• What the exercise asks: When you spot the word "struct" in a line of the data below, copy that line.

• Data for processing:

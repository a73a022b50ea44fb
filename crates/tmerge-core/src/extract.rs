use std::env;
use std::fs;
use std::path::{Path, PathBuf};
use std::process::Command;

use log::{debug, info};
use walkdir::WalkDir;

use crate::error::ExtractionError;

/// Environment override for the extractor binary.
pub const EXTRACTOR_ENV: &str = "TMERGE_EXTRACTOR_PATH";

/// Unpacks one archive into a destination directory.
pub trait Extractor: Send + Sync {
    fn extract(&self, archive: &Path, dest: &Path) -> Result<(), ExtractionError>;

    /// Short name for logs.
    fn name(&self) -> &str;
}

/// Resolve a tool path, honouring [`EXTRACTOR_ENV`] when it points at a file.
fn resolve_tool(default_name: &str) -> PathBuf {
    if let Ok(v) = env::var(EXTRACTOR_ENV) {
        let p = PathBuf::from(&v);
        if p.exists() {
            return p;
        }
    }
    PathBuf::from(default_name)
}

fn run(mut cmd: Command, program: &Path) -> Result<(), ExtractionError> {
    debug!("running {:?}", cmd);
    let output = cmd.output().map_err(|source| ExtractionError::Launch {
        program: program.display().to_string(),
        source,
    })?;

    if !output.status.success() {
        let status = output
            .status
            .code()
            .map_or_else(|| "signal".to_string(), |c| format!("code {}", c));
        return Err(ExtractionError::Failed {
            status,
            stderr: String::from_utf8_lossy(&output.stderr).trim().to_string(),
        });
    }
    Ok(())
}

/// macOS `ditto -x -k --sequesterRsrc <archive> <dest>`.
#[derive(Debug, Clone)]
pub struct DittoExtractor {
    pub program: PathBuf,
}

impl Default for DittoExtractor {
    fn default() -> Self {
        Self {
            program: resolve_tool("ditto"),
        }
    }
}

impl Extractor for DittoExtractor {
    fn extract(&self, archive: &Path, dest: &Path) -> Result<(), ExtractionError> {
        if !archive.is_file() {
            return Err(ExtractionError::MissingArchive(archive.to_path_buf()));
        }
        let mut cmd = Command::new(&self.program);
        cmd.args(["-x", "-k", "--sequesterRsrc"]).arg(archive).arg(dest);
        run(cmd, &self.program)
    }

    fn name(&self) -> &str {
        "ditto"
    }
}

/// Any command line; `{archive}` and `{dest}` in the arguments are substituted.
#[derive(Debug, Clone)]
pub struct CommandExtractor {
    pub program: PathBuf,
    pub args: Vec<String>,
}

impl CommandExtractor {
    pub fn new(program: impl Into<PathBuf>, args: &[&str]) -> Self {
        Self {
            program: program.into(),
            args: args.iter().map(|a| a.to_string()).collect(),
        }
    }

    /// `unzip -q -o <archive> -d <dest>`
    pub fn unzip() -> Self {
        Self::new(resolve_tool("unzip"), &["-q", "-o", "{archive}", "-d", "{dest}"])
    }
}

impl Extractor for CommandExtractor {
    fn extract(&self, archive: &Path, dest: &Path) -> Result<(), ExtractionError> {
        if !archive.exists() {
            return Err(ExtractionError::MissingArchive(archive.to_path_buf()));
        }
        let archive = archive.to_string_lossy();
        let dest = dest.to_string_lossy();
        let mut cmd = Command::new(&self.program);
        for arg in &self.args {
            cmd.arg(arg.replace("{archive}", &archive).replace("{dest}", &dest));
        }
        run(cmd, &self.program)
    }

    fn name(&self) -> &str {
        "command"
    }
}

/// The "archive" is a directory that was already unpacked. It is copied so
/// the pipeline's sidecar deletion and cleanup never touch the original.
#[derive(Debug, Clone, Default)]
pub struct DirectoryExtractor;

impl Extractor for DirectoryExtractor {
    fn extract(&self, archive: &Path, dest: &Path) -> Result<(), ExtractionError> {
        if !archive.is_dir() {
            return Err(ExtractionError::MissingArchive(archive.to_path_buf()));
        }
        let mut copied = 0u64;
        for entry in WalkDir::new(archive).into_iter() {
            let entry = entry.map_err(|e| ExtractionError::Io(e.into()))?;
            let Ok(rel) = entry.path().strip_prefix(archive) else { continue };
            let target = dest.join(rel);
            if entry.file_type().is_dir() {
                fs::create_dir_all(&target)?;
            } else if entry.file_type().is_file() {
                if let Some(parent) = target.parent() {
                    fs::create_dir_all(parent)?;
                }
                fs::copy(entry.path(), &target)?;
                copied += 1;
            }
        }
        info!("Copied {} file(s) from {}", copied, archive.display());
        Ok(())
    }

    fn name(&self) -> &str {
        "directory"
    }
}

• Response area:
pub struct DittoExtractor {
pub struct CommandExtractor {
pub struct DirectoryExtractor;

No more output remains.